Figure 5.

Compound heterozygous NR2E3 [c.119-2A>C];[p.A256V] patient. A) Pedigree of the Italian family with recessive inheritance of the [c.119-2A>C] variant from the unaffected father and the [c.767C>T] (p.A256V) variant from the unaffected mother. None of the variants was detected in the unaffected brother II.2. B) Electropherograms of the heterozygous substitutions c.119-2A>C in exon 2 and c.767C>T (p.A256V) in exon 6 present in patient II.1. Sequences were aligned with the reference genomic NR2E3 sequence NW_001838218.2. C) Composite fundus photograph of the 18-year-old proband II.1. Small white/yellowish dots and flecks along the vascular arcades and around the macula are observed (OD: left panel; OS: right panel).
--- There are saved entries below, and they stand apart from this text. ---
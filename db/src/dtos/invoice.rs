use chrono::NaiveDateTime;
use common::misc::EmailSendOption;
use uuid::Uuid;

pub struct InvoiceCreateRequest {
    pub user_id: Uuid,
    pub client_id: Uuid,
    pub amount: f64,
    pub due_date: NaiveDateTime,
    pub notes: Option<String>,
    pub logo: Option<String>,
    /// Serialized line items
    pub line_items: Option<String>,
    pub tax_rate: f64,
    pub discount: f64,
    pub shipping: f64,
    pub email_send_option: EmailSendOption,
    pub email_scheduled_at: Option<NaiveDateTime>,
}

#[derive(Default)]
pub struct InvoiceFilter {
    pub client_id: Option<Uuid>,
    pub limit: Option<i64>,
}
D) Optical coherence tomography (OCT) of the right (upper panel) and left eyes (lower panel) of the proband. Foveal schisis is visible in both eyes. E) Fundus autofluorescence examination revealed hyperautofluorescent pin-points along the vascular arcades in both eyes (OD: left panel; OS: right panel). F) ISCEV scotopic and photopic full-field ERGs revealed residual rod-specific responses (scotopic -25 dB), decreased scotopic maximal responses (scotopic 5 dB), delayed transient photopic responses with normal amplitudes (photopic 0 dB). The photopic 30-Hz flicker was delayed and of decreased amplitude. Horizontal bar: 20 msec; vertical bar: 50 μV.